* INSTRUCTIONS FOR THE TASK *
The answer must consist of every record below, reproduced exactly.

* MATERIALS PROVIDED *

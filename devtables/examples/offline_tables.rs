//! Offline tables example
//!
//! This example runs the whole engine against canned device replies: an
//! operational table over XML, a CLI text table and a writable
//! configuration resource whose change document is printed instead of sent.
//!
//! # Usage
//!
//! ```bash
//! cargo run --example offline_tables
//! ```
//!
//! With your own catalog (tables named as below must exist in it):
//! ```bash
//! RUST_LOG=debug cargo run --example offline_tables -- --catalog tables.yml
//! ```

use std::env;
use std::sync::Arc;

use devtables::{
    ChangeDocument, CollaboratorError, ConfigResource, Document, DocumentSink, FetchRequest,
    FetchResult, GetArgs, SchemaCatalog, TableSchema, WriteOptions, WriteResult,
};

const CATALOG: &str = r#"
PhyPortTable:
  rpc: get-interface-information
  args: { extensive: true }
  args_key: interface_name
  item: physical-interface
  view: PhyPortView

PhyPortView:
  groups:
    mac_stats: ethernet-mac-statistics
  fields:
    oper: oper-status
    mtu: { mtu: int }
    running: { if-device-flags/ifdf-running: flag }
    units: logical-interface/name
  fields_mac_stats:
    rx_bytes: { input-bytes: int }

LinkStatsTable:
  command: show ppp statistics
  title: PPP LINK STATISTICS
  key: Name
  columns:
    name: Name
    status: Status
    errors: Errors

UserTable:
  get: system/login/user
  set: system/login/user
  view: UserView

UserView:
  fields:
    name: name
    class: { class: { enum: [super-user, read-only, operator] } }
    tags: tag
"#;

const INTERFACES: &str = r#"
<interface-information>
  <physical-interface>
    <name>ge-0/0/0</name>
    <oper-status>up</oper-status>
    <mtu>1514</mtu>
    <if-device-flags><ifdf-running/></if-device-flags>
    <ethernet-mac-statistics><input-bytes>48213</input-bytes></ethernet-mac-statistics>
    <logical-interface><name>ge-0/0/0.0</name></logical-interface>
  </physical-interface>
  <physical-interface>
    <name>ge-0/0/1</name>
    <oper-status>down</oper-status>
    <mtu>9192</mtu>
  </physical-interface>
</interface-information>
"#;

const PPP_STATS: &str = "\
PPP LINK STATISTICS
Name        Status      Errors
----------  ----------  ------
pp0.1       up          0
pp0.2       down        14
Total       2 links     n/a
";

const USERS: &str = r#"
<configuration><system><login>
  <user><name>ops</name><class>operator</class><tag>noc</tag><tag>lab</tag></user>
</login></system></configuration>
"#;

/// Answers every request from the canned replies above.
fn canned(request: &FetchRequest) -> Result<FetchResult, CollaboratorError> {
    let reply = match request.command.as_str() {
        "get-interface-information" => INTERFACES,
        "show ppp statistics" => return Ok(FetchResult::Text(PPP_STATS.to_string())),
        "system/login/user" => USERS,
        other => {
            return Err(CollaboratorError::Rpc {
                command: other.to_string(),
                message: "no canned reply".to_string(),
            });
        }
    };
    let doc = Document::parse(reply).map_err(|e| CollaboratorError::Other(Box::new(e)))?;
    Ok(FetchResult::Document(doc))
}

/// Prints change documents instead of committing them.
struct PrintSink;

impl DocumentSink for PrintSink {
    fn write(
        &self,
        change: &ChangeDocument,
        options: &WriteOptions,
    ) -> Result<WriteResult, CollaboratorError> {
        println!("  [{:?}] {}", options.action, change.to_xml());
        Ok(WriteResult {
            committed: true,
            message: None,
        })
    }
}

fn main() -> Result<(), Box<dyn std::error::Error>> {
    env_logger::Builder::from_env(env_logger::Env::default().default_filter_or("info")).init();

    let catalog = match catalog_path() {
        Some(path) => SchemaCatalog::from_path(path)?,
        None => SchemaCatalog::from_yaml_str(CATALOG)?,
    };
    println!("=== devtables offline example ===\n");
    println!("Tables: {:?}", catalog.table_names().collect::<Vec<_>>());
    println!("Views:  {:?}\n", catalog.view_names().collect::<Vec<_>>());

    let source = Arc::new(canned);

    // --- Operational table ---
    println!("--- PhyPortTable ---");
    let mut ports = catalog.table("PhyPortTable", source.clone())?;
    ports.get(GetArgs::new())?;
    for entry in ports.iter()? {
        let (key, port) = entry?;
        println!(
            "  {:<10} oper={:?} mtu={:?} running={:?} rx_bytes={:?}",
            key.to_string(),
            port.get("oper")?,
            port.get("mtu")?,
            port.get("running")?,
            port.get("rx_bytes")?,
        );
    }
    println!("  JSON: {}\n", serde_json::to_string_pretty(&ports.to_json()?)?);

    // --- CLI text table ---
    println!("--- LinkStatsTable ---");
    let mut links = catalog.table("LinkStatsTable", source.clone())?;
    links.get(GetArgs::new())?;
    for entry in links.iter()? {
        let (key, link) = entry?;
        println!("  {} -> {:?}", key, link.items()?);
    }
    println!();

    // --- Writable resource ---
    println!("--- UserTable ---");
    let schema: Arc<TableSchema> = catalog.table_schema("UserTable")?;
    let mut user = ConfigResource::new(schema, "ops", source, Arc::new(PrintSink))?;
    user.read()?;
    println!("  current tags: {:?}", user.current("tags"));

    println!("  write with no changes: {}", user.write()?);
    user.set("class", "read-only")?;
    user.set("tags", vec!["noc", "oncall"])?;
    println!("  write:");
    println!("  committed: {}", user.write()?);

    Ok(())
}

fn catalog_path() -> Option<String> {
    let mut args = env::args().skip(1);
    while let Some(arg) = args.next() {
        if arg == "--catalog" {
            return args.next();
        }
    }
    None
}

* ANSWER SPACE *
filename devtables/examples/offline_tables.rs
//! Offline tables example
//!
//! This example runs the whole engine against canned device replies: an
//! operational table over XML, a CLI text table and a writable
//! configuration resource whose change document is printed instead of sent.
//!
//! # Usage
//!
//! ```bash
//! cargo run --example offline_tables
//! ```
//!
//! With your own catalog (tables named as below must exist in it):
//! ```bash
//! RUST_LOG=debug cargo run --example offline_tables -- --catalog tables.yml
//! ```

use std::env;
use std::sync::Arc;

use devtables::{
    ChangeDocument, CollaboratorError, ConfigResource, Document, DocumentSink, FetchRequest,
    FetchResult, GetArgs, SchemaCatalog, TableSchema, WriteOptions, WriteResult,
};

const CATALOG: &str = r#"
PhyPortTable:
  rpc: get-interface-information
  args: { extensive: true }
  args_key: interface_name
  item: physical-interface
  view: PhyPortView

PhyPortView:
  groups:
    mac_stats: ethernet-mac-statistics
  fields:
    oper: oper-status
    mtu: { mtu: int }
    running: { if-device-flags/ifdf-running: flag }
    units: logical-interface/name
  fields_mac_stats:
    rx_bytes: { input-bytes: int }

LinkStatsTable:
  command: show ppp statistics
  title: PPP LINK STATISTICS
  key: Name
  columns:
    name: Name
    status: Status
    errors: Errors

UserTable:
  get: system/login/user
  set: system/login/user
  view: UserView

UserView:
  fields:
    name: name
    class: { class: { enum: [super-user, read-only, operator] } }
    tags: tag
"#;

const INTERFACES: &str = r#"
<interface-information>
  <physical-interface>
    <name>ge-0/0/0</name>
    <oper-status>up</oper-status>
    <mtu>1514</mtu>
    <if-device-flags><ifdf-running/></if-device-flags>
    <ethernet-mac-statistics><input-bytes>48213</input-bytes></ethernet-mac-statistics>
    <logical-interface><name>ge-0/0/0.0</name></logical-interface>
  </physical-interface>
  <physical-interface>
    <name>ge-0/0/1</name>
    <oper-status>down</oper-status>
    <mtu>9192</mtu>
  </physical-interface>
</interface-information>
"#;

const PPP_STATS: &str = "\
PPP LINK STATISTICS
Name        Status      Errors
----------  ----------  ------
pp0.1       up          0
pp0.2       down        14
Total       2 links     n/a
";

const USERS: &str = r#"
<configuration><system><login>
  <user><name>ops</name><class>operator</class><tag>noc</tag><tag>lab</tag></user>
</login></system></configuration>
"#;

/// Answers every request from the canned replies above.
fn canned(request: &FetchRequest) -> Result<FetchResult, CollaboratorError> {
    let reply = match request.command.as_str() {
        "get-interface-information" => INTERFACES,
        "show ppp statistics" => return Ok(FetchResult::Text(PPP_STATS.to_string())),
        "system/login/user" => USERS,
        other => {
            return Err(CollaboratorError::Rpc {
                command: other.to_string(),
                message: "no canned reply".to_string(),
            });
        }
    };
    let doc = Document::parse(reply).map_err(|e| CollaboratorError::Other(Box::new(e)))?;
    Ok(FetchResult::Document(doc))
}

/// Prints change documents instead of committing them.
struct PrintSink;

impl DocumentSink for PrintSink {
    fn write(
        &self,
        change: &ChangeDocument,
        options: &WriteOptions,
    ) -> Result<WriteResult, CollaboratorError> {
        println!("  [{:?}] {}", options.action, change.to_xml());
        Ok(WriteResult {
            committed: true,
            message: None,
        })
    }
}

fn main() -> Result<(), Box<dyn std::error::Error>> {
    env_logger::Builder::from_env(env_logger::Env::default().default_filter_or("info")).init();

    let catalog = match catalog_path() {
        Some(path) => SchemaCatalog::from_path(path)?,
        None => SchemaCatalog::from_yaml_str(CATALOG)?,
    };
    println!("=== devtables offline example ===\n");
    println!("Tables: {:?}", catalog.table_names().collect::<Vec<_>>());
    println!("Views:  {:?}\n", catalog.view_names().collect::<Vec<_>>());

    let source = Arc::new(canned);

    // --- Operational table ---
    println!("--- PhyPortTable ---");
    let mut ports = catalog.table("PhyPortTable", source.clone())?;
    ports.get(GetArgs::new())?;
    for entry in ports.iter()? {
        let (key, port) = entry?;
        println!(
            "  {:<10} oper={:?} mtu={:?} running={:?} rx_bytes={:?}",
            key.to_string(),
            port.get("oper")?,
            port.get("mtu")?,
            port.get("running")?,
            port.get("rx_bytes")?,
        );
    }
    println!("  JSON: {}\n", serde_json::to_string_pretty(&ports.to_json()?)?);

    // --- CLI text table ---
    println!("--- LinkStatsTable ---");
    let mut links = catalog.table("LinkStatsTable", source.clone())?;
    links.get(GetArgs::new())?;
    for entry in links.iter()? {
        let (key, link) = entry?;
        println!("  {} -> {:?}", key, link.items()?);
    }
    println!();

    // --- Writable resource ---
    println!("--- UserTable ---");
    let schema: Arc<TableSchema> = catalog.table_schema("UserTable")?;
    let mut user = ConfigResource::new(schema, "ops", source, Arc::new(PrintSink))?;
    user.read()?;
    println!("  current tags: {:?}", user.current("tags"));

    println!("  write with no changes: {}", user.write()?);
    user.set("class", "read-only")?;
    user.set("tags", vec!["noc", "oncall"])?;
    println!("  write:");
    println!("  committed: {}", user.write()?);

    Ok(())
}

fn catalog_path() -> Option<String> {
    let mut args = env::args().skip(1);
    while let Some(arg) = args.next() {
        if arg == "--catalog" {
            return args.next();
        }
    }
    None
}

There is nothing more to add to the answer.